You can’t fist fight tyranny

The American people, Lee wrote Samuel Adams, had not fought the British only to be ‘brought under despotic rule under the notion of strong government, or in the form of elective despotism; Chains still being chains, whether made of gold or iron’. The “Corrupting nature of power’ made it essential for public safety that ‘power not requisite should not be given’ to government and ‘that necessary powers should be carefully guarded”.1

Richard Henry Lee

America is a system of taxation to which a government is attached.”2

Part 1 covered an article by conservative journalist Daniel McCarthy wherein he rebutted liberal solutions to Public Mass Shootings (PMS). He hit the right chords at first but then notes turned sour.
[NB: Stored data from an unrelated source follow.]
use std::path::PathBuf;
use std::sync::Arc;
use std::time::Duration;

use anyhow::Result;
use crossterm::event::{Event, EventStream, KeyCode, KeyEvent, KeyEventKind, KeyModifiers};
use futures::StreamExt;
use ratatui::DefaultTerminal;
use tokio::sync::mpsc::{UnboundedReceiver, UnboundedSender};
use tracing::{debug, info, warn};
use tuner_core::TunerApp;
use tuner_core::exporters::write_jsonl;
use tuner_core::models::{HyperparameterField, WizardStep};
use tuner_core::services::{Diagnostics, GenerationResult, TextGenerator, TrainingTick};

use crate::ui;

/// Results of background work, delivered back to the event loop.
pub enum AppEvent {
    Generation {
        request_id: u64,
        result: GenerationResult<String>,
    },
    Exported(Result<PathBuf, String>),
}

#[derive(Clone, Copy, Debug, PartialEq, Eq)]
pub enum DatasetFocus {
    Input,
    Output,
    List,
}

/// Entry buffers and selection for the dataset screen.
pub struct DatasetForm {
    pub input: String,
    pub output: String,
    pub focus: DatasetFocus,
    pub selected: usize,
}

impl DatasetForm {
    fn new() -> Self {
        Self {
            input: String::new(),
            output: String::new(),
            focus: DatasetFocus::Input,
            selected: 0,
        }
    }

    fn focused_buffer(&mut self) -> Option<&mut String> {
        match self.focus {
            DatasetFocus::Input => Some(&mut self.input),
            DatasetFocus::Output => Some(&mut self.output),
            DatasetFocus::List => None,
        }
    }
}

/// Terminal-side state wrapped around the core coordinator.
pub struct TuiApp {
    pub core: TunerApp,
    pub generator: Arc<dyn TextGenerator>,
    pub diagnostics: Diagnostics,
    pub dataset_form: DatasetForm,
    pub param_focus: HyperparameterField,
    pub chat_input: String,
    pub status: Option<String>,
    pub export_path: PathBuf,
    pub has_api_key: bool,
    pub frame_count: usize,
    should_quit: bool,
    events: UnboundedSender<AppEvent>,
}

impl TuiApp {
    pub fn new(
        core: TunerApp,
        generator: Arc<dyn TextGenerator>,
        diagnostics: Diagnostics,
        export_path: PathBuf,
        has_api_key: bool,
        events: UnboundedSender<AppEvent>,
    ) -> Self {
        Self {
            core,
            generator,
            diagnostics,
            dataset_form: DatasetForm::new(),
            param_focus: HyperparameterField::Epochs,
            chat_input: String::new(),
            status: None,
            export_path,
            has_api_key,
            frame_count: 0,
            should_quit: false,
            events,
        }
    }

    pub fn handle_key(&mut self, key: KeyEvent) {
        let ctrl = key.modifiers.contains(KeyModifiers::CONTROL);

        match key.code {
            KeyCode::Char('c') | KeyCode::Char('q') if ctrl => {
                self.should_quit = true;
                return;
            }
            KeyCode::F(n @ 1..=5) => {
                if let Some(step) = WizardStep::from_index(n as usize - 1)
                    && !self.core.navigate_to(step)
                {
                    self.status = Some(format!("{} is locked until you get there", step.label()));
                }
                return;
            }
            _ => {}
        }

        match self.core.current_step() {
            WizardStep::Introduction => self.handle_introduction_key(key),
            WizardStep::Dataset => self.handle_dataset_key(key, ctrl),
            WizardStep::Parameters => self.handle_parameters_key(key),
            WizardStep::Training => self.handle_training_key(key),
            WizardStep::Playground => self.handle_playground_key(key, ctrl),
        }
    }

    pub fn handle_event(&mut self, event: AppEvent) {
        match event {
            AppEvent::Generation { request_id, result } => {
                self.core.finish_send(request_id, result);
            }
            AppEvent::Exported(Ok(path)) => {
                self.status = Some(format!("Dataset exported to {}", path.display()));
            }
            AppEvent::Exported(Err(message)) => {
                self.status = Some(format!("Export failed: {message}"));
            }
        }
    }

    pub fn on_training_tick(&mut self, tick: TrainingTick) {
        self.core.on_training_tick(tick);
    }

    fn handle_introduction_key(&mut self, key: KeyEvent) {
        if key.code == KeyCode::Enter {
            self.core.start();
        }
    }

    fn handle_dataset_key(&mut self, key: KeyEvent, ctrl: bool) {
        if ctrl {
            match key.code {
                KeyCode::Char('n') => {
                    if !self.core.finish_dataset() {
                        self.status = Some(format!(
                            "Add {} more example(s) to continue",
                            self.core.examples().remaining_required()
                        ));
                    }
                }
                KeyCode::Char('r') => {
                    self.core.examples_mut().reset_to_default();
                    self.dataset_form.selected = 0;
                }
                KeyCode::Char('e') => self.export_dataset(),
                _ => {}
            }
            return;
        }

        let form = &mut self.dataset_form;
        match key.code {
            KeyCode::Tab => {
                form.focus = match form.focus {
                    DatasetFocus::Input => DatasetFocus::Output,
                    DatasetFocus::Output => DatasetFocus::List,
                    DatasetFocus::List => DatasetFocus::Input,
                };
            }
            KeyCode::Enter if form.focus != DatasetFocus::List => {
                if self.core.examples_mut().add(&form.input, &form.output) {
                    form.input.clear();
                    form.output.clear();
                    form.focus = DatasetFocus::Input;
                } else if form.focus == DatasetFocus::Input {
                    form.focus = DatasetFocus::Output;
                }
            }
            KeyCode::Up if form.focus == DatasetFocus::List => {
                form.selected = form.selected.saturating_sub(1);
            }
            KeyCode::Down if form.focus == DatasetFocus::List => {
                let last = self.core.examples().len().saturating_sub(1);
                form.selected = (form.selected + 1).min(last);
            }
            KeyCode::Delete | KeyCode::Char('d') if form.focus == DatasetFocus::List => {
                self.core.examples_mut().remove_at(form.selected);
                let last = self.core.examples().len().saturating_sub(1);
                form.selected = form.selected.min(last);
            }
            KeyCode::Backspace => {
                if let Some(buffer) = form.focused_buffer() {
                    buffer.pop();
                }
            }
            KeyCode::Char(c) => {
                if let Some(buffer) = form.focused_buffer() {
                    buffer.push(c);
                }
            }
            _ => {}
        }
    }

    fn handle_parameters_key(&mut self, key: KeyEvent) {
        let params = self.core.hyperparameters();
        match key.code {
            KeyCode::Up => self.param_focus = self.param_focus.previous(),
            KeyCode::Down | KeyCode::Tab => self.param_focus = self.param_focus.next(),
            KeyCode::Left => self.core.set_hyperparameters(params.step(self.param_focus, -1)),
            KeyCode::Right => self.core.set_hyperparameters(params.step(self.param_focus, 1)),
            KeyCode::PageDown => self.core.set_hyperparameters(params.step(self.param_focus, -10)),
            KeyCode::PageUp => self.core.set_hyperparameters(params.step(self.param_focus, 10)),
            KeyCode::Enter => {
                self.core.finish_parameters();
            }
            KeyCode::Esc | KeyCode::Backspace => {
                self.core.back_to_dataset();
            }
            _ => {}
        }
    }

    fn handle_training_key(&mut self, key: KeyEvent) {
        if key.code == KeyCode::Enter && !self.core.finish_training() {
            self.status = Some("Training is still running".to_string());
        }
    }

    fn handle_playground_key(&mut self, key: KeyEvent, ctrl: bool) {
        if ctrl {
            if key.code == KeyCode::Char('r') {
                self.chat_input.clear();
                self.core.restart();
            }
            return;
        }

        match key.code {
            KeyCode::Tab => {
                let selection = self.core.playground().selection().toggled();
                self.core.set_model_selection(selection);
            }
            KeyCode::Enter => self.send_chat(),
            KeyCode::Backspace => {
                self.chat_input.pop();
            }
            KeyCode::Char(c) => self.chat_input.push(c),
            _ => {}
        }
    }

    fn send_chat(&mut self) {
        let Some(pending) = self.core.begin_send(&self.chat_input) else {
            return;
        };
        self.chat_input.clear();

        let generator = Arc::clone(&self.generator);
        let events = self.events.clone();
        tokio::spawn(async move {
            let result = generator
                .generate(&pending.request.prompt, &pending.request.options)
                .await;
            if events
                .send(AppEvent::Generation {
                    request_id: pending.id,
                    result,
                })
                .is_err()
            {
                debug!("Event loop gone before generation finished");
            }
        });
    }

    fn export_dataset(&mut self) {
        let path = self.export_path.clone();
        let examples = self.core.examples().examples().to_vec();
        let events = self.events.clone();

        tokio::spawn(async move {
            let outcome = match write_jsonl(&path, &examples).await {
                Ok(()) => Ok(path),
                Err(e) => {
                    warn!(error = %e, path = %path.display(), "Dataset export failed");
                    Err(e.to_string())
                }
            };
            if events.send(AppEvent::Exported(outcome)).is_err() {
                debug!("Event loop gone before export finished");
            }
        });
    }
}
McCarthy tied private ownership of firearms to membership in a militia under strict State control. He contends the Virginia Declaration of Rights (1776) “inspired” the Second Amendment. He adds a reason to keep arms is to maintain a well-regulated militia “under strict subordination to, and governed by the civil power” dismissing as “right-wing folklore” claims the Amendment’s authors in any way intended it to support citizen uprisings against a tyrannical government i.e. Shay’s Rebellion.3 Stephen King writes in Danse Macabre that Bram Stoker’s Dracula inspired his novel Salem’s Lot, an homage to Stoker. However, King’s novel is wholly his own and the narrative quite different.4 McCarthy’s problems are more serious than errant extrapolation.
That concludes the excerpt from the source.